- _WHAT IS EXPECTED_: All of the data must be retyped exactly, with nothing left out.

INPUT FOR THIS TASK START

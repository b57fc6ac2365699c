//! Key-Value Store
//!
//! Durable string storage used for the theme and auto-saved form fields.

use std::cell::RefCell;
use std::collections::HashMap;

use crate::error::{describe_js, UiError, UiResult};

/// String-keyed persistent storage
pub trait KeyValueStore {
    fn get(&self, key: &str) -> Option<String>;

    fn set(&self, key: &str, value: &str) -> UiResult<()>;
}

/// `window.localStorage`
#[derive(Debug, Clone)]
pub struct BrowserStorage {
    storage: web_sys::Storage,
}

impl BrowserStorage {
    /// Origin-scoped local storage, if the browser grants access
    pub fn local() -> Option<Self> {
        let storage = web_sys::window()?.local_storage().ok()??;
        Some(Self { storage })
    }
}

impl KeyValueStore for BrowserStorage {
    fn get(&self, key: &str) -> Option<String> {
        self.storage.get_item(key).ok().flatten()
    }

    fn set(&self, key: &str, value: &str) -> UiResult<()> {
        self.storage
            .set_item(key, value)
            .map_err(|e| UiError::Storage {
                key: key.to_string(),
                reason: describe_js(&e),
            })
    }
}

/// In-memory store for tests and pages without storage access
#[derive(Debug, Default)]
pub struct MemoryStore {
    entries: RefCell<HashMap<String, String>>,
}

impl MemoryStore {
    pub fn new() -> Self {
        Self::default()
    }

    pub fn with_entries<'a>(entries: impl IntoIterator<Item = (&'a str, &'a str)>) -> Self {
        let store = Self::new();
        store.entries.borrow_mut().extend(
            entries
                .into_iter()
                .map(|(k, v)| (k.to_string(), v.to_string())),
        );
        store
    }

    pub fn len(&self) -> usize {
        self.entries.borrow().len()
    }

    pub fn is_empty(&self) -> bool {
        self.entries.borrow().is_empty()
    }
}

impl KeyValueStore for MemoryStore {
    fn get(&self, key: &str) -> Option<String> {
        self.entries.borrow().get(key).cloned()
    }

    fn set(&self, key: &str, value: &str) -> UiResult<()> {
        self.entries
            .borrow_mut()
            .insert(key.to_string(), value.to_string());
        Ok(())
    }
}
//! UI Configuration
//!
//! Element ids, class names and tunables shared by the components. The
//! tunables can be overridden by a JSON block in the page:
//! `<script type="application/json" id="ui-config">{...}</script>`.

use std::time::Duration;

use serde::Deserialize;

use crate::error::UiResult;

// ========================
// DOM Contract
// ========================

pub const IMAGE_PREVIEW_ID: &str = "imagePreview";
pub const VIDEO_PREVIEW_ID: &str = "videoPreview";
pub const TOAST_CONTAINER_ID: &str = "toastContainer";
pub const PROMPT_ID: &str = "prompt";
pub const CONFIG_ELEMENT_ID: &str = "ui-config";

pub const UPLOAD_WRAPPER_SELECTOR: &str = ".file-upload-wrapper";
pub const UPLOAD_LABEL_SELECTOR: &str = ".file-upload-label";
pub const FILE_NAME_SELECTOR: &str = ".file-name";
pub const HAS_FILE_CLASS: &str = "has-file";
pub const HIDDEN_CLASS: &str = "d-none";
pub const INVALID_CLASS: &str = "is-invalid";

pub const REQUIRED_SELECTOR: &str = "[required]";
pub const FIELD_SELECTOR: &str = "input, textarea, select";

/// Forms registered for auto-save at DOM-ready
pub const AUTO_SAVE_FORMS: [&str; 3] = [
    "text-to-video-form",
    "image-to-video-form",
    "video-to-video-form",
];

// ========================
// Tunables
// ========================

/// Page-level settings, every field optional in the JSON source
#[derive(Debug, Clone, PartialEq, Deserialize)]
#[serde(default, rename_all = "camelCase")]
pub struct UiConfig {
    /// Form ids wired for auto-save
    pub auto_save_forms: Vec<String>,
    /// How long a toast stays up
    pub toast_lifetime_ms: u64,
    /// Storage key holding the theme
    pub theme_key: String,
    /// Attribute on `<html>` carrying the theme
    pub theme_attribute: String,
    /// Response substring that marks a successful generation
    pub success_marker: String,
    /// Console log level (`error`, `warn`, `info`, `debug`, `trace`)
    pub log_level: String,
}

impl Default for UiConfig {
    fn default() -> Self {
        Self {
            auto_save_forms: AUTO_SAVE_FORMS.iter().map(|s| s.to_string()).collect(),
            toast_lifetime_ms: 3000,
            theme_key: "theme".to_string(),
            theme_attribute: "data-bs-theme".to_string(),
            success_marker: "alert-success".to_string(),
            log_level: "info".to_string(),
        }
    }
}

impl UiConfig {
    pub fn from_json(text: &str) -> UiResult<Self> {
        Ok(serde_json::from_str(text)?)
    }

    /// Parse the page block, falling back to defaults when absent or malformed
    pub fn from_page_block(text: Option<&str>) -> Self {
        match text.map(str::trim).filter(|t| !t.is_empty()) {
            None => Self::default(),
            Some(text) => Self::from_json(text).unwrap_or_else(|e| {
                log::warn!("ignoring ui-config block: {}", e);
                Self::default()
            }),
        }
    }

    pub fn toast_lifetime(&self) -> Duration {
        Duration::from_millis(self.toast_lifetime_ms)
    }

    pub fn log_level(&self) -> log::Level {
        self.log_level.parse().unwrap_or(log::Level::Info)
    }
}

INPUT FOR THIS TASK END

- _RESPONSE TO THE EXERCISE_:
repository b57fc6ac2365699c
//! Key-Value Store
//!
//! Durable string storage used for the theme and auto-saved form fields.

use std::cell::RefCell;
use std::collections::HashMap;

use crate::error::{describe_js, UiError, UiResult};

/// String-keyed persistent storage
pub trait KeyValueStore {
    fn get(&self, key: &str) -> Option<String>;

    fn set(&self, key: &str, value: &str) -> UiResult<()>;
}

/// `window.localStorage`
#[derive(Debug, Clone)]
pub struct BrowserStorage {
    storage: web_sys::Storage,
}

impl BrowserStorage {
    /// Origin-scoped local storage, if the browser grants access
    pub fn local() -> Option<Self> {
        let storage = web_sys::window()?.local_storage().ok()??;
        Some(Self { storage })
    }
}

impl KeyValueStore for BrowserStorage {
    fn get(&self, key: &str) -> Option<String> {
        self.storage.get_item(key).ok().flatten()
    }

    fn set(&self, key: &str, value: &str) -> UiResult<()> {
        self.storage
            .set_item(key, value)
            .map_err(|e| UiError::Storage {
                key: key.to_string(),
                reason: describe_js(&e),
            })
    }
}

/// In-memory store for tests and pages without storage access
#[derive(Debug, Default)]
pub struct MemoryStore {
    entries: RefCell<HashMap<String, String>>,
}

impl MemoryStore {
    pub fn new() -> Self {
        Self::default()
    }

    pub fn with_entries<'a>(entries: impl IntoIterator<Item = (&'a str, &'a str)>) -> Self {
        let store = Self::new();
        store.entries.borrow_mut().extend(
            entries
                .into_iter()
                .map(|(k, v)| (k.to_string(), v.to_string())),
        );
        store
    }

    pub fn len(&self) -> usize {
        self.entries.borrow().len()
    }

    pub fn is_empty(&self) -> bool {
        self.entries.borrow().is_empty()
    }
}

impl KeyValueStore for MemoryStore {
    fn get(&self, key: &str) -> Option<String> {
        self.entries.borrow().get(key).cloned()
    }

    fn set(&self, key: &str, value: &str) -> UiResult<()> {
        self.entries
            .borrow_mut()
            .insert(key.to_string(), value.to_string());
        Ok(())
    }
}
//! UI Configuration
//!
//! Element ids, class names and tunables shared by the components. The
//! tunables can be overridden by a JSON block in the page:
//! `<script type="application/json" id="ui-config">{...}</script>`.

use std::time::Duration;

use serde::Deserialize;

use crate::error::UiResult;

// ========================
// DOM Contract
// ========================

pub const IMAGE_PREVIEW_ID: &str = "imagePreview";
pub const VIDEO_PREVIEW_ID: &str = "videoPreview";
pub const TOAST_CONTAINER_ID: &str = "toastContainer";
pub const PROMPT_ID: &str = "prompt";
pub const CONFIG_ELEMENT_ID: &str = "ui-config";

pub const UPLOAD_WRAPPER_SELECTOR: &str = ".file-upload-wrapper";
pub const UPLOAD_LABEL_SELECTOR: &str = ".file-upload-label";
pub const FILE_NAME_SELECTOR: &str = ".file-name";
pub const HAS_FILE_CLASS: &str = "has-file";
pub const HIDDEN_CLASS: &str = "d-none";
pub const INVALID_CLASS: &str = "is-invalid";

pub const REQUIRED_SELECTOR: &str = "[required]";
pub const FIELD_SELECTOR: &str = "input, textarea, select";

/// Forms registered for auto-save at DOM-ready
pub const AUTO_SAVE_FORMS: [&str; 3] = [
    "text-to-video-form",
    "image-to-video-form",
    "video-to-video-form",
];

// ========================
// Tunables
// ========================

/// Page-level settings, every field optional in the JSON source
#[derive(Debug, Clone, PartialEq, Deserialize)]
#[serde(default, rename_all = "camelCase")]
pub struct UiConfig {
    /// Form ids wired for auto-save
    pub auto_save_forms: Vec<String>,
    /// How long a toast stays up
    pub toast_lifetime_ms: u64,
    /// Storage key holding the theme
    pub theme_key: String,
    /// Attribute on `<html>` carrying the theme
    pub theme_attribute: String,
    /// Response substring that marks a successful generation
    pub success_marker: String,
    /// Console log level (`error`, `warn`, `info`, `debug`, `trace`)
    pub log_level: String,
}

impl Default for UiConfig {
    fn default() -> Self {
        Self {
            auto_save_forms: AUTO_SAVE_FORMS.iter().map(|s| s.to_string()).collect(),
            toast_lifetime_ms: 3000,
            theme_key: "theme".to_string(),
            theme_attribute: "data-bs-theme".to_string(),
            success_marker: "alert-success".to_string(),
            log_level: "info".to_string(),
        }
    }
}

impl UiConfig {
    pub fn from_json(text: &str) -> UiResult<Self> {
        Ok(serde_json::from_str(text)?)
    }

    /// Parse the page block, falling back to defaults when absent or malformed
    pub fn from_page_block(text: Option<&str>) -> Self {
        match text.map(str::trim).filter(|t| !t.is_empty()) {
            None => Self::default(),
            Some(text) => Self::from_json(text).unwrap_or_else(|e| {
                log::warn!("ignoring ui-config block: {}", e);
                Self::default()
            }),
        }
    }

    pub fn toast_lifetime(&self) -> Duration {
        Duration::from_millis(self.toast_lifetime_ms)
    }

    pub fn log_level(&self) -> log::Level {
        self.log_level.parse().unwrap_or(log::Level::Info)
    }
}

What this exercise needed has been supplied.